TRY IT
Write out all of the records, keeping each one exactly as written.

[[ TASK INPUT, beginning ]]

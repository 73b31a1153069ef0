//! Spend aggregation over expense snapshots.
//!
//! Category references are weak: an expense whose `category_id` matches no
//! category is excluded from per-category figures but still counts toward
//! totals.

use super::percent_of;
use super::period::week_start;
use crate::model::category::Category;
use crate::model::expense::Expense;
use crate::model::RecordId;
use chrono::{Duration, NaiveDate};
use serde::Serialize;
use std::collections::HashMap;

/// Number of weekly buckets shown in trend views.
pub const TRAILING_WEEKS: usize = 4;

const UNRESOLVED_CATEGORY_NAME: &str = "Other";

/// Per-category spend figures.
#[derive(Debug, Clone, PartialEq, Serialize)]
#[serde(rename_all = "camelCase")]
pub struct CategoryBreakdown {
    pub category: Category,
    pub spent: f64,
    /// `allocated - spent`; negative when overspent.
    pub remaining: f64,
    /// `spent / allocated * 100`, or 0 when nothing is allocated.
    pub percent_spent: f64,
}

impl CategoryBreakdown {
    pub fn is_overspent(&self) -> bool {
        self.remaining < 0.0
    }
}

#[derive(Debug, Clone, Copy, PartialEq, Serialize)]
#[serde(rename_all = "camelCase")]
pub struct SavingsSummary {
    pub total_budget: f64,
    pub total_spent: f64,
    /// `total_budget - total_spent`; negative when over budget.
    pub total_saved: f64,
    /// Saved share of the budget, or 0 when the budget is not positive.
    pub savings_rate: f64,
}

#[derive(Debug, Clone, PartialEq, Serialize)]
#[serde(rename_all = "camelCase")]
pub struct WeeklySpend {
    pub label: String,
    /// Sunday starting the bucket.
    pub start: NaiveDate,
    /// Saturday ending the bucket, inclusive.
    pub end: NaiveDate,
    pub spent: f64,
}

/// Trailing range for the daily spend series.
#[derive(Debug, Clone, Copy, PartialEq, Eq, Serialize)]
pub enum TimeRange {
    Last7Days,
    Last30Days,
    Last90Days,
}

impl TimeRange {
    pub fn days(self) -> usize {
        match self {
            Self::Last7Days => 7,
            Self::Last30Days => 30,
            Self::Last90Days => 90,
        }
    }
}

#[derive(Debug, Clone, Copy, PartialEq, Serialize)]
#[serde(rename_all = "camelCase")]
pub struct DailySpend {
    pub day: NaiveDate,
    pub spent: f64,
}

#[derive(Debug, Clone, PartialEq, Serialize)]
#[serde(rename_all = "camelCase")]
pub struct DailySpendSeries {
    /// One entry per day, oldest first, zero-filled.
    pub days: Vec<DailySpend>,
    pub total: f64,
    pub average_per_day: f64,
    pub highest_day: f64,
}

#[derive(Debug, Clone, PartialEq, Serialize)]
#[serde(rename_all = "camelCase")]
pub struct CategoryRank {
    pub name: String,
    pub spent: f64,
    /// Share of the ranked total, 0 when nothing was spent.
    pub share: f64,
}

/// Sum of amounts for expenses referencing `category_id`.
pub fn spent_by_category(expenses: &[Expense], category_id: RecordId) -> f64 {
    expenses
        .iter()
        .filter(|expense| expense.category_id == category_id)
        .map(|expense| expense.amount)
        .sum()
}

pub fn expenses_by_category(expenses: &[Expense], category_id: RecordId) -> Vec<Expense> {
    expenses
        .iter()
        .filter(|expense| expense.category_id == category_id)
        .cloned()
        .collect()
}

pub fn total_spent(expenses: &[Expense]) -> f64 {
    expenses.iter().map(|expense| expense.amount).sum()
}

pub fn category_breakdown(categories: &[Category], expenses: &[Expense]) -> Vec<CategoryBreakdown> {
    let spent_by_id = spend_index(expenses);
    categories
        .iter()
        .map(|category| {
            let spent = spent_by_id.get(&category.id).copied().unwrap_or(0.0);
            CategoryBreakdown {
                category: category.clone(),
                spent,
                remaining: category.allocated - spent,
                percent_spent: percent_of(spent, category.allocated),
            }
        })
        .collect()
}

pub fn savings(total_budget: f64, expenses: &[Expense]) -> SavingsSummary {
    let total_spent = total_spent(expenses);
    let total_saved = total_budget - total_spent;
    SavingsSummary {
        total_budget,
        total_spent,
        total_saved,
        savings_rate: percent_of(total_saved, total_budget),
    }
}

/// Buckets spend into `weeks` Sunday-aligned weeks ending with the week that
/// contains `today`, oldest first and labelled `Week 1..=weeks`.
pub fn weekly_spend(expenses: &[Expense], today: NaiveDate, weeks: usize) -> Vec<WeeklySpend> {
    let current_week = week_start(today);
    (0..weeks)
        .rev()
        .map(|weeks_back| {
            let start = current_week - Duration::weeks(weeks_back as i64);
            let end = start + Duration::days(6);
            let spent = expenses
                .iter()
                .filter(|expense| {
                    let day = expense.date.date();
                    day >= start && day <= end
                })
                .map(|expense| expense.amount)
                .sum();
            WeeklySpend {
                label: format!("Week {}", weeks - weeks_back),
                start,
                end,
                spent,
            }
        })
        .collect()
}

/// Zero-filled per-day spend for the trailing `range` ending on `today`.
pub fn daily_spend(expenses: &[Expense], today: NaiveDate, range: TimeRange) -> DailySpendSeries {
    let day_count = range.days();
    let first_day = today - Duration::days(day_count as i64 - 1);
    let mut totals = vec![0.0; day_count];
    for expense in expenses {
        let offset = (expense.date.date() - first_day).num_days();
        if (0..day_count as i64).contains(&offset) {
            totals[offset as usize] += expense.amount;
        }
    }

    let total: f64 = totals.iter().sum();
    let highest_day = totals.iter().copied().fold(0.0, f64::max);
    let days = totals
        .into_iter()
        .enumerate()
        .map(|(offset, spent)| DailySpend {
            day: first_day + Duration::days(offset as i64),
            spent,
        })
        .collect();

    DailySpendSeries {
        days,
        total,
        average_per_day: total / day_count as f64,
        highest_day,
    }
}

/// Categories ranked by spend, highest first. Expenses whose category cannot
/// be resolved are grouped under `Other`. `limit = None` keeps every entry.
pub fn category_ranking(
    expenses: &[Expense],
    categories: &[Category],
    limit: Option<usize>,
) -> Vec<CategoryRank> {
    let names: HashMap<RecordId, &str> = categories
        .iter()
        .map(|category| (category.id, category.name.as_str()))
        .collect();

    // `None` collects expenses whose category id resolves to nothing.
    let mut spent_by_category: HashMap<Option<RecordId>, f64> = HashMap::new();
    for expense in expenses {
        let key = names
            .contains_key(&expense.category_id)
            .then_some(expense.category_id);
        *spent_by_category.entry(key).or_insert(0.0) += expense.amount;
    }

    let total: f64 = spent_by_category.values().sum();
    let mut ranked: Vec<CategoryRank> = spent_by_category
        .into_iter()
        .map(|(key, spent)| CategoryRank {
            name: key
                .and_then(|id| names.get(&id).copied())
                .unwrap_or(UNRESOLVED_CATEGORY_NAME)
                .to_string(),
            spent,
            share: percent_of(spent, total),
        })
        .collect();
    ranked.sort_by(|a, b| b.spent.total_cmp(&a.spent).then_with(|| a.name.cmp(&b.name)));
    if let Some(limit) = limit {
        ranked.truncate(limit);
    }
    ranked
}

fn spend_index(expenses: &[Expense]) -> HashMap<RecordId, f64> {
    let mut index = HashMap::new();
    for expense in expenses {
        *index.entry(expense.category_id).or_insert(0.0) += expense.amount;
    }
    index
}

[[ TASK INPUT, end ]]

TASK ANSWER
repository 73b31a1153069ef0
//! Spend aggregation over expense snapshots.
//!
//! Category references are weak: an expense whose `category_id` matches no
//! category is excluded from per-category figures but still counts toward
//! totals.

use super::percent_of;
use super::period::week_start;
use crate::model::category::Category;
use crate::model::expense::Expense;
use crate::model::RecordId;
use chrono::{Duration, NaiveDate};
use serde::Serialize;
use std::collections::HashMap;

/// Number of weekly buckets shown in trend views.
pub const TRAILING_WEEKS: usize = 4;

const UNRESOLVED_CATEGORY_NAME: &str = "Other";

/// Per-category spend figures.
#[derive(Debug, Clone, PartialEq, Serialize)]
#[serde(rename_all = "camelCase")]
pub struct CategoryBreakdown {
    pub category: Category,
    pub spent: f64,
    /// `allocated - spent`; negative when overspent.
    pub remaining: f64,
    /// `spent / allocated * 100`, or 0 when nothing is allocated.
    pub percent_spent: f64,
}

impl CategoryBreakdown {
    pub fn is_overspent(&self) -> bool {
        self.remaining < 0.0
    }
}

#[derive(Debug, Clone, Copy, PartialEq, Serialize)]
#[serde(rename_all = "camelCase")]
pub struct SavingsSummary {
    pub total_budget: f64,
    pub total_spent: f64,
    /// `total_budget - total_spent`; negative when over budget.
    pub total_saved: f64,
    /// Saved share of the budget, or 0 when the budget is not positive.
    pub savings_rate: f64,
}

#[derive(Debug, Clone, PartialEq, Serialize)]
#[serde(rename_all = "camelCase")]
pub struct WeeklySpend {
    pub label: String,
    /// Sunday starting the bucket.
    pub start: NaiveDate,
    /// Saturday ending the bucket, inclusive.
    pub end: NaiveDate,
    pub spent: f64,
}

/// Trailing range for the daily spend series.
#[derive(Debug, Clone, Copy, PartialEq, Eq, Serialize)]
pub enum TimeRange {
    Last7Days,
    Last30Days,
    Last90Days,
}

impl TimeRange {
    pub fn days(self) -> usize {
        match self {
            Self::Last7Days => 7,
            Self::Last30Days => 30,
            Self::Last90Days => 90,
        }
    }
}

#[derive(Debug, Clone, Copy, PartialEq, Serialize)]
#[serde(rename_all = "camelCase")]
pub struct DailySpend {
    pub day: NaiveDate,
    pub spent: f64,
}

#[derive(Debug, Clone, PartialEq, Serialize)]
#[serde(rename_all = "camelCase")]
pub struct DailySpendSeries {
    /// One entry per day, oldest first, zero-filled.
    pub days: Vec<DailySpend>,
    pub total: f64,
    pub average_per_day: f64,
    pub highest_day: f64,
}

#[derive(Debug, Clone, PartialEq, Serialize)]
#[serde(rename_all = "camelCase")]
pub struct CategoryRank {
    pub name: String,
    pub spent: f64,
    /// Share of the ranked total, 0 when nothing was spent.
    pub share: f64,
}

/// Sum of amounts for expenses referencing `category_id`.
pub fn spent_by_category(expenses: &[Expense], category_id: RecordId) -> f64 {
    expenses
        .iter()
        .filter(|expense| expense.category_id == category_id)
        .map(|expense| expense.amount)
        .sum()
}

pub fn expenses_by_category(expenses: &[Expense], category_id: RecordId) -> Vec<Expense> {
    expenses
        .iter()
        .filter(|expense| expense.category_id == category_id)
        .cloned()
        .collect()
}

pub fn total_spent(expenses: &[Expense]) -> f64 {
    expenses.iter().map(|expense| expense.amount).sum()
}

pub fn category_breakdown(categories: &[Category], expenses: &[Expense]) -> Vec<CategoryBreakdown> {
    let spent_by_id = spend_index(expenses);
    categories
        .iter()
        .map(|category| {
            let spent = spent_by_id.get(&category.id).copied().unwrap_or(0.0);
            CategoryBreakdown {
                category: category.clone(),
                spent,
                remaining: category.allocated - spent,
                percent_spent: percent_of(spent, category.allocated),
            }
        })
        .collect()
}

pub fn savings(total_budget: f64, expenses: &[Expense]) -> SavingsSummary {
    let total_spent = total_spent(expenses);
    let total_saved = total_budget - total_spent;
    SavingsSummary {
        total_budget,
        total_spent,
        total_saved,
        savings_rate: percent_of(total_saved, total_budget),
    }
}

/// Buckets spend into `weeks` Sunday-aligned weeks ending with the week that
/// contains `today`, oldest first and labelled `Week 1..=weeks`.
pub fn weekly_spend(expenses: &[Expense], today: NaiveDate, weeks: usize) -> Vec<WeeklySpend> {
    let current_week = week_start(today);
    (0..weeks)
        .rev()
        .map(|weeks_back| {
            let start = current_week - Duration::weeks(weeks_back as i64);
            let end = start + Duration::days(6);
            let spent = expenses
                .iter()
                .filter(|expense| {
                    let day = expense.date.date();
                    day >= start && day <= end
                })
                .map(|expense| expense.amount)
                .sum();
            WeeklySpend {
                label: format!("Week {}", weeks - weeks_back),
                start,
                end,
                spent,
            }
        })
        .collect()
}

/// Zero-filled per-day spend for the trailing `range` ending on `today`.
pub fn daily_spend(expenses: &[Expense], today: NaiveDate, range: TimeRange) -> DailySpendSeries {
    let day_count = range.days();
    let first_day = today - Duration::days(day_count as i64 - 1);
    let mut totals = vec![0.0; day_count];
    for expense in expenses {
        let offset = (expense.date.date() - first_day).num_days();
        if (0..day_count as i64).contains(&offset) {
            totals[offset as usize] += expense.amount;
        }
    }

    let total: f64 = totals.iter().sum();
    let highest_day = totals.iter().copied().fold(0.0, f64::max);
    let days = totals
        .into_iter()
        .enumerate()
        .map(|(offset, spent)| DailySpend {
            day: first_day + Duration::days(offset as i64),
            spent,
        })
        .collect();

    DailySpendSeries {
        days,
        total,
        average_per_day: total / day_count as f64,
        highest_day,
    }
}

/// Categories ranked by spend, highest first. Expenses whose category cannot
/// be resolved are grouped under `Other`. `limit = None` keeps every entry.
pub fn category_ranking(
    expenses: &[Expense],
    categories: &[Category],
    limit: Option<usize>,
) -> Vec<CategoryRank> {
    let names: HashMap<RecordId, &str> = categories
        .iter()
        .map(|category| (category.id, category.name.as_str()))
        .collect();

    // `None` collects expenses whose category id resolves to nothing.
    let mut spent_by_category: HashMap<Option<RecordId>, f64> = HashMap::new();
    for expense in expenses {
        let key = names
            .contains_key(&expense.category_id)
            .then_some(expense.category_id);
        *spent_by_category.entry(key).or_insert(0.0) += expense.amount;
    }

    let total: f64 = spent_by_category.values().sum();
    let mut ranked: Vec<CategoryRank> = spent_by_category
        .into_iter()
        .map(|(key, spent)| CategoryRank {
            name: key
                .and_then(|id| names.get(&id).copied())
                .unwrap_or(UNRESOLVED_CATEGORY_NAME)
                .to_string(),
            spent,
            share: percent_of(spent, total),
        })
        .collect();
    ranked.sort_by(|a, b| b.spent.total_cmp(&a.spent).then_with(|| a.name.cmp(&b.name)));
    if let Some(limit) = limit {
        ranked.truncate(limit);
    }
    ranked
}

fn spend_index(expenses: &[Expense]) -> HashMap<RecordId, f64> {
    let mut index = HashMap::new();
    for expense in expenses {
        *index.entry(expense.category_id).or_insert(0.0) += expense.amount;
    }
    index
}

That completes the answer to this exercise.